The design of BTC directly confronts the two major problems that the Austrian School attributes to the FED: it eliminates the monopoly on the issuance of money and imposes fixed mathematical rules that no bureaucrat can modify. Its supply is limited to 21 million coins.
Today, more than fifteen years after its birth, Satoshi’s project has ceased to be a niche curiosity to become the best-performing asset of the last decade and a half. Its resilience, unknown for any fiat currency, has attracted institutional investors and even sovereign funds and the possible new president of the FED.
Will bitcoin be the blow that puts an end to fiat money? Only time will tell. Meanwhile, in a world where central banks print trillions to bail out their allies and socialize losses, those who save within this system experience firsthand the effect of inflation, a silent and brutal wealth transfer machine. BTC, on the other hand, shows us that it is possible to organize money in a completely different way.
Although the inflationary process is often disguised with euphemisms and cushioned by subsidies, in emerging economies it hits much harder than in developed countries: families who are unable to cover the basics for their children and retirees who see their pensions devalued month by month. The root of this suffering goes back to the unlimited discretion that central banks gradually began to assume since 1913.

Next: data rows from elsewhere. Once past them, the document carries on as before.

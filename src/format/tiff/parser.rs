//! TIFF header and IFD parsing.
//!
//! # Header Structure
//!
//! ```text
//! Bytes 0-1: Byte order (0x4949 = little-endian "II", 0x4D4D = big-endian "MM")
//! Bytes 2-3: Version (42, or a vendor magic: "RO"/"RS" Olympus, 0x55 Panasonic)
//! Bytes 4-7: Offset to first IFD
//! Bytes 8-9: "CR" in Canon CR2 files
//! ```
//!
//! # IFD Structure
//!
//! ```text
//! 2 bytes:       entry count N
//! N * 12 bytes:  entries (2 tag + 2 type + 4 count + 4 value/offset)
//! 4 bytes:       offset of the next IFD (0 = end of chain)
//! ```

use crate::error::TiffError;
use crate::io::RangeReader;

use super::tags::{FieldType, TiffTag};

// =============================================================================
// Constants
// =============================================================================

/// Magic bytes indicating little-endian byte order ("II" for Intel)
const BYTE_ORDER_LITTLE_ENDIAN: u16 = 0x4949;

/// Magic bytes indicating big-endian byte order ("MM" for Motorola)
const BYTE_ORDER_BIG_ENDIAN: u16 = 0x4D4D;

/// Version number for standard TIFF
const VERSION_TIFF: u16 = 42;

/// Olympus ORF version words ("RO" and "RS" read in file byte order)
const VERSION_OLYMPUS_RO: u16 = 0x4F52;
const VERSION_OLYMPUS_RS: u16 = 0x5352;

/// Panasonic RW2 version word
const VERSION_PANASONIC: u16 = 0x0055;

/// Marker following the header in Canon CR2 files
const CR2_MARKER: &[u8; 2] = b"CR";

/// Size of a classic TIFF header in bytes
pub const TIFF_HEADER_SIZE: usize = 8;

/// Size of one IFD entry
const IFD_ENTRY_SIZE: usize = 12;

/// Upper bound on entries per IFD; real RAW files stay well below this
const MAX_IFD_ENTRIES: u16 = 1024;

// =============================================================================
// ByteOrder
// =============================================================================

/// Byte order (endianness) of a TIFF file.
#[derive(Debug, Clone, Copy, PartialEq, Eq)]
pub enum ByteOrder {
    /// Little-endian ("II" = Intel)
    LittleEndian,
    /// Big-endian ("MM" = Motorola)
    BigEndian,
}

impl ByteOrder {
    /// Read a u16 from the first two bytes of a slice.
    ///
    /// # Panics
    /// Panics if the slice has fewer than 2 bytes.
    #[inline]
    pub fn read_u16(self, bytes: &[u8]) -> u16 {
        let raw = [bytes[0], bytes[1]];
        match self {
            ByteOrder::LittleEndian => u16::from_le_bytes(raw),
            ByteOrder::BigEndian => u16::from_be_bytes(raw),
        }
    }

    /// Read a u32 from the first four bytes of a slice.
    ///
    /// # Panics
    /// Panics if the slice has fewer than 4 bytes.
    #[inline]
    pub fn read_u32(self, bytes: &[u8]) -> u32 {
        let raw = [bytes[0], bytes[1], bytes[2], bytes[3]];
        match self {
            ByteOrder::LittleEndian => u32::from_le_bytes(raw),
            ByteOrder::BigEndian => u32::from_be_bytes(raw),
        }
    }
}

// =============================================================================
// TiffHeader
// =============================================================================

/// Vendor variant announced by the header.
#[derive(Debug, Clone, Copy, PartialEq, Eq)]
pub enum HeaderVariant {
    /// Plain TIFF header (NEF, DNG, 3FR, TIF, ...)
    Standard,
    /// Standard header followed by the Canon `CR` marker
    CanonCr2,
    /// Olympus ORF
    Olympus,
    /// Panasonic RW2
    Panasonic,
}

/// Parsed TIFF file header.
#[derive(Debug, Clone, Copy, PartialEq, Eq)]
pub struct TiffHeader {
    /// Byte order for all multi-byte values in the file
    pub byte_order: ByteOrder,

    /// Vendor variant of the header
    pub variant: HeaderVariant,

    /// Offset to the first IFD in the file
    pub first_ifd_offset: u64,
}

impl TiffHeader {
    /// Parse a TIFF header from raw bytes.
    ///
    /// Pass at least 10 bytes to allow CR2 detection; 8 is the minimum.
    ///
    /// # Errors
    /// - `FileTooSmall` if fewer than 8 bytes are given
    /// - `InvalidMagic` if byte order bytes are not II or MM
    /// - `InvalidVersion` if the version word is not recognized
    /// - `InvalidIfdOffset` if the first IFD offset is outside the file
    pub fn parse(bytes: &[u8], file_size: u64) -> Result<Self, TiffError> {
        if bytes.len() < TIFF_HEADER_SIZE {
            return Err(TiffError::FileTooSmall {
                required: TIFF_HEADER_SIZE as u64,
                actual: bytes.len() as u64,
            });
        }

        // Read as little-endian because we're matching fixed byte patterns
        let magic = u16::from_le_bytes([bytes[0], bytes[1]]);
        let byte_order = match magic {
            BYTE_ORDER_LITTLE_ENDIAN => ByteOrder::LittleEndian,
            BYTE_ORDER_BIG_ENDIAN => ByteOrder::BigEndian,
            _ => return Err(TiffError::InvalidMagic(magic)),
        };

        let version = byte_order.read_u16(&bytes[2..4]);
        let variant = match version {
            VERSION_TIFF => {
                if bytes.len() >= 10 && &bytes[8..10] == CR2_MARKER {
                    HeaderVariant::CanonCr2
                } else {
                    HeaderVariant::Standard
                }
            }
            VERSION_OLYMPUS_RO | VERSION_OLYMPUS_RS => HeaderVariant::Olympus,
            VERSION_PANASONIC => HeaderVariant::Panasonic,
            _ => return Err(TiffError::InvalidVersion(version)),
        };

        let first_ifd_offset = byte_order.read_u32(&bytes[4..8]) as u64;
        if first_ifd_offset < TIFF_HEADER_SIZE as u64 || first_ifd_offset >= file_size {
            return Err(TiffError::InvalidIfdOffset(first_ifd_offset));
        }

        Ok(TiffHeader {
            byte_order,
            variant,
            first_ifd_offset,
        })
    }
}

// =============================================================================
// IfdEntry
// =============================================================================

/// One 12-byte IFD entry.
#[derive(Debug, Clone, PartialEq, Eq)]
pub struct IfdEntry {
    /// Numeric tag ID (kept even for tags without a [`TiffTag`] variant)
    pub tag_id: u16,

    /// Decoded field type, `None` if the type is not one we understand
    pub field_type: Option<FieldType>,

    /// Raw field type as stored in the file
    pub field_type_raw: u16,

    /// Number of values
    pub count: u32,

    /// The 4-byte value/offset field, unmodified
    pub value_offset_bytes: [u8; 4],

    /// Whether the value is stored in `value_offset_bytes`
    pub is_inline: bool,
}

impl IfdEntry {
    /// Parse an entry from its 12 bytes.
    fn parse(bytes: &[u8], byte_order: ByteOrder) -> Self {
        let tag_id = byte_order.read_u16(&bytes[0..2]);
        let field_type_raw = byte_order.read_u16(&bytes[2..4]);
        let field_type = FieldType::from_u16(field_type_raw);
        let count = byte_order.read_u32(&bytes[4..8]);
        let value_offset_bytes = [bytes[8], bytes[9], bytes[10], bytes[11]];
        let is_inline = field_type.is_some_and(|t| t.fits_inline(count));

        Self {
            tag_id,
            field_type,
            field_type_raw,
            count,
            value_offset_bytes,
            is_inline,
        }
    }

    /// Total size of the value in bytes, `None` for unknown field types.
    pub fn value_byte_size(&self) -> Option<u64> {
        self.field_type
            .map(|t| t.size_in_bytes() as u64 * self.count as u64)
    }

    /// The value/offset field interpreted as an offset.
    #[inline]
    pub fn value_offset(&self, byte_order: ByteOrder) -> u64 {
        byte_order.read_u32(&self.value_offset_bytes) as u64
    }

    /// Single unsigned value stored inline, if this entry holds one.
    pub fn inline_u32(&self, byte_order: ByteOrder) -> Option<u32> {
        if !self.is_inline || self.count != 1 {
            return None;
        }
        match self.field_type? {
            FieldType::Short => Some(byte_order.read_u16(&self.value_offset_bytes) as u32),
            FieldType::Long | FieldType::Ifd => Some(byte_order.read_u32(&self.value_offset_bytes)),
            _ => None,
        }
    }
}

// =============================================================================
// Ifd
// =============================================================================

/// A parsed Image File Directory.
#[derive(Debug, Clone, PartialEq, Eq)]
pub struct Ifd {
    /// Offset this IFD was read from
    pub offset: u64,

    /// Entries in file order
    pub entries: Vec<IfdEntry>,

    /// Offset of the next IFD in the chain, 0 if this is the last
    pub next_ifd_offset: u64,
}

impl Ifd {
    /// Bytes occupied by an IFD with `entry_count` entries.
    #[inline]
    pub const fn calculate_size(entry_count: u16) -> usize {
        2 + entry_count as usize * IFD_ENTRY_SIZE + 4
    }

    /// Parse an IFD from bytes that start at its entry count.
    pub fn parse(bytes: &[u8], offset: u64, byte_order: ByteOrder) -> Result<Self, TiffError> {
        if bytes.len() < 2 {
            return Err(TiffError::FileTooSmall {
                required: 2,
                actual: bytes.len() as u64,
            });
        }

        let entry_count = byte_order.read_u16(&bytes[0..2]);
        let required = Self::calculate_size(entry_count);
        if bytes.len() < required {
            return Err(TiffError::FileTooSmall {
                required: required as u64,
                actual: bytes.len() as u64,
            });
        }

        let entries = (0..entry_count as usize)
            .map(|i| {
                let start = 2 + i * IFD_ENTRY_SIZE;
                IfdEntry::parse(&bytes[start..start + IFD_ENTRY_SIZE], byte_order)
            })
            .collect();

        let next_pos = 2 + entry_count as usize * IFD_ENTRY_SIZE;
        let next_ifd_offset = byte_order.read_u32(&bytes[next_pos..next_pos + 4]) as u64;

        Ok(Self {
            offset,
            entries,
            next_ifd_offset,
        })
    }

    /// Read and parse the IFD at `offset`.
    pub async fn read<R: RangeReader>(
        reader: &R,
        header: &TiffHeader,
        offset: u64,
    ) -> Result<Self, TiffError> {
        if offset < TIFF_HEADER_SIZE as u64 || offset + 2 > reader.size() {
            return Err(TiffError::InvalidIfdOffset(offset));
        }

        let count_bytes = reader.read_exact_at(offset, 2).await?;
        let entry_count = header.byte_order.read_u16(&count_bytes);
        if entry_count > MAX_IFD_ENTRIES {
            return Err(TiffError::InvalidTagValue {
                tag: "IFD",
                message: format!("implausible entry count {} at offset {}", entry_count, offset),
            });
        }

        let bytes = reader
            .read_exact_at(offset, Self::calculate_size(entry_count))
            .await?;
        Self::parse(&bytes, offset, header.byte_order)
    }

    /// Find an entry by tag.
    pub fn get_entry_by_tag(&self, tag: TiffTag) -> Option<&IfdEntry> {
        let id = tag.as_u16();
        self.entries.iter().find(|e| e.tag_id == id)
    }

    /// Inline single-value lookup, the common case for sizes and offsets.
    pub fn get_u32(&self, tag: TiffTag, byte_order: ByteOrder) -> Option<u32> {
        self.get_entry_by_tag(tag)
            .and_then(|e| e.inline_u32(byte_order))
    }
}

// =============================================================================
// Tests
// =============================================================================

Faced with this crossroads, each person who decides to save in BTC instead of pesos, bolivars, liras or even dollars that depreciate, issues an irrevocable vote of no confidence towards the concentrated powers. The same occurs with governments that, as in El Salvador or Bhutan, have strategically understood the weaknesses of the global monetary system and have opted for the asset, even implementing educational programs to promote its adoption.
Disclaimer: The views and opinions expressed in this article belong to its author and do not necessarily reflect those of CriptoNoticias. The author’s opinion is for informational purposes and under no circumstances constitutes an investment recommendation or financial advice.